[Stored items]
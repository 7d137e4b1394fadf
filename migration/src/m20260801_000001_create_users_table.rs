//! Creates the users table.

use sea_orm_migration::{prelude::*, schema::*};

#[derive(DeriveMigrationName)]
pub struct Migration;

#[async_trait::async_trait]
impl MigrationTrait for Migration {
    async fn up(&self, manager: &SchemaManager) -> Result<(), DbErr> {
        manager
            .create_table(
                Table::create()
                    .table(Users::Table)
                    .if_not_exists()
                    .col(pk_auto(Users::Id))
                    .col(text(Users::Username).unique_key())
                    .col(text(Users::Password))
                    .to_owned(),
            )
            .await
    }

    async fn down(&self, manager: &SchemaManager) -> Result<(), DbErr> {
        manager
            .drop_table(Table::drop().table(Users::Table).to_owned())
            .await
    }
}

#[derive(DeriveIden)]
enum Users {
    Table,
    Id,
    Username,
    Password,
}
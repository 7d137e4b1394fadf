//! Main entry point for the Carga server.

use actix_web::{App, HttpServer, middleware::Logger, web};
use tracing::info;

use carga::{
    api,
    model::{self, common::AppState},
    startup,
};
use carga_migration::{Migrator, MigratorTrait};

#[actix_web::main]
async fn main() -> Result<(), Box<dyn std::error::Error>> {
    let configuration = model::common::Configuration::new();
    let _logging_guard = startup::init_logging(&configuration.logging_config())?;

    let database_connection = configuration.database_connection().await?;
    Migrator::up(&database_connection, None).await?;
    info!("database schema is up to date");

    let address = configuration.server_address();
    let server_port = configuration.server_port();
    let context_path = configuration.context_path();

    let app_state = AppState {
        app_config: configuration,
        database_connection,
        context_path: context_path.clone(),
    };

    info!("starting carga server on {}:{}", address, server_port);

    HttpServer::new(move || {
        App::new()
            .wrap(Logger::default())
            .app_data(web::Data::new(app_state.clone()))
            .service(
                web::scope(&context_path)
                    .service(api::migration::routers())
                    .service(api::health::routers()),
            )
    })
    .bind((address, server_port))?
    .run()
    .await?;

    Ok(())
}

Your task: Exactly as written, transcribe every line shown above.

Exercise solution:
repository 7d137e4b1394fadf
filename migration/src/m20260801_000001_create_users_table.rs
//! Creates the users table.

use sea_orm_migration::{prelude::*, schema::*};

#[derive(DeriveMigrationName)]
pub struct Migration;

#[async_trait::async_trait]
impl MigrationTrait for Migration {
    async fn up(&self, manager: &SchemaManager) -> Result<(), DbErr> {
        manager
            .create_table(
                Table::create()
                    .table(Users::Table)
                    .if_not_exists()
                    .col(pk_auto(Users::Id))
                    .col(text(Users::Username).unique_key())
                    .col(text(Users::Password))
                    .to_owned(),
            )
            .await
    }

    async fn down(&self, manager: &SchemaManager) -> Result<(), DbErr> {
        manager
            .drop_table(Table::drop().table(Users::Table).to_owned())
            .await
    }
}

#[derive(DeriveIden)]
enum Users {
    Table,
    Id,
    Username,
    Password,
}
repository 7d137e4b1394fadf
//! Main entry point for the Carga server.

use actix_web::{App, HttpServer, middleware::Logger, web};
use tracing::info;

use carga::{
    api,
    model::{self, common::AppState},
    startup,
};
use carga_migration::{Migrator, MigratorTrait};

#[actix_web::main]
async fn main() -> Result<(), Box<dyn std::error::Error>> {
    let configuration = model::common::Configuration::new();
    let _logging_guard = startup::init_logging(&configuration.logging_config())?;

    let database_connection = configuration.database_connection().await?;
    Migrator::up(&database_connection, None).await?;
    info!("database schema is up to date");

    let address = configuration.server_address();
    let server_port = configuration.server_port();
    let context_path = configuration.context_path();

    let app_state = AppState {
        app_config: configuration,
        database_connection,
        context_path: context_path.clone(),
    };

    info!("starting carga server on {}:{}", address, server_port);

    HttpServer::new(move || {
        App::new()
            .wrap(Logger::default())
            .app_data(web::Data::new(app_state.clone()))
            .service(
                web::scope(&context_path)
                    .service(api::migration::routers())
                    .service(api::health::routers()),
            )
    })
    .bind((address, server_port))?
    .run()
    .await?;

    Ok(())
}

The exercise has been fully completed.